> YOUR ASSIGNMENT
Restate the records so that not a single word differs.

> INFORMATION SHOWN
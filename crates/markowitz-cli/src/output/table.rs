use serde_json::Value;
use tabled::{builder::Builder, Table};

use super::report;

/// Format output as tables using the tabled crate.
pub fn print_table(value: &Value) {
    match value {
        Value::Object(map) => {
            if let Some(result) = map.get("result") {
                print_result_table(result, map);
            } else {
                print_flat_object(value);
            }
        }
        _ => {
            println!("{}", value);
        }
    }
}

fn print_result_table(result: &Value, envelope: &serde_json::Map<String, Value>) {
    match result {
        Value::Object(res_map) if report::is_portfolio_result(res_map) => {
            report::print_portfolio_report(res_map);
        }
        Value::Object(_) => print_flat_object(result),
        _ => print_flat_object(&Value::Object(envelope.clone())),
    }

    if let Some(Value::Array(warnings)) = envelope.get("warnings") {
        if !warnings.is_empty() {
            println!("\nWarnings:");
            for w in warnings {
                if let Value::String(s) = w {
                    println!("  - {}", s);
                }
            }
        }
    }

    if let Some(Value::String(meth)) = envelope.get("methodology") {
        println!("\nMethodology: {}", meth);
    }
}

fn print_flat_object(value: &Value) {
    if let Value::Object(map) = value {
        let mut builder = Builder::default();
        builder.push_record(["Field", "Value"]);
        for (key, val) in map {
            builder.push_record([key.as_str(), &format_value(val)]);
        }
        let table = Table::from(builder);
        println!("{}", table);
    }
}

fn format_value(value: &Value) -> String {
    match value {
        Value::String(s) => s.clone(),
        Value::Number(n) => n.to_string(),
        Value::Bool(b) => b.to_string(),
        Value::Null => "null".to_string(),
        Value::Array(arr) => {
            let items: Vec<String> = arr.iter().map(format_value).collect();
            items.join(", ")
        }
        Value::Object(_) => serde_json::to_string(value).unwrap_or_default(),
    }
}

> ANSWER SECTION
filename crates/markowitz-cli/src/output/table.rs
use serde_json::Value;
use tabled::{builder::Builder, Table};

use super::report;

/// Format output as tables using the tabled crate.
pub fn print_table(value: &Value) {
    match value {
        Value::Object(map) => {
            if let Some(result) = map.get("result") {
                print_result_table(result, map);
            } else {
                print_flat_object(value);
            }
        }
        _ => {
            println!("{}", value);
        }
    }
}

fn print_result_table(result: &Value, envelope: &serde_json::Map<String, Value>) {
    match result {
        Value::Object(res_map) if report::is_portfolio_result(res_map) => {
            report::print_portfolio_report(res_map);
        }
        Value::Object(_) => print_flat_object(result),
        _ => print_flat_object(&Value::Object(envelope.clone())),
    }

    if let Some(Value::Array(warnings)) = envelope.get("warnings") {
        if !warnings.is_empty() {
            println!("\nWarnings:");
            for w in warnings {
                if let Value::String(s) = w {
                    println!("  - {}", s);
                }
            }
        }
    }

    if let Some(Value::String(meth)) = envelope.get("methodology") {
        println!("\nMethodology: {}", meth);
    }
}

fn print_flat_object(value: &Value) {
    if let Value::Object(map) = value {
        let mut builder = Builder::default();
        builder.push_record(["Field", "Value"]);
        for (key, val) in map {
            builder.push_record([key.as_str(), &format_value(val)]);
        }
        let table = Table::from(builder);
        println!("{}", table);
    }
}

fn format_value(value: &Value) -> String {
    match value {
        Value::String(s) => s.clone(),
        Value::Number(n) => n.to_string(),
        Value::Bool(b) => b.to_string(),
        Value::Null => "null".to_string(),
        Value::Array(arr) => {
            let items: Vec<String> = arr.iter().map(format_value).collect();
            items.join(", ")
        }
        Value::Object(_) => serde_json::to_string(value).unwrap_or_default(),
    }
}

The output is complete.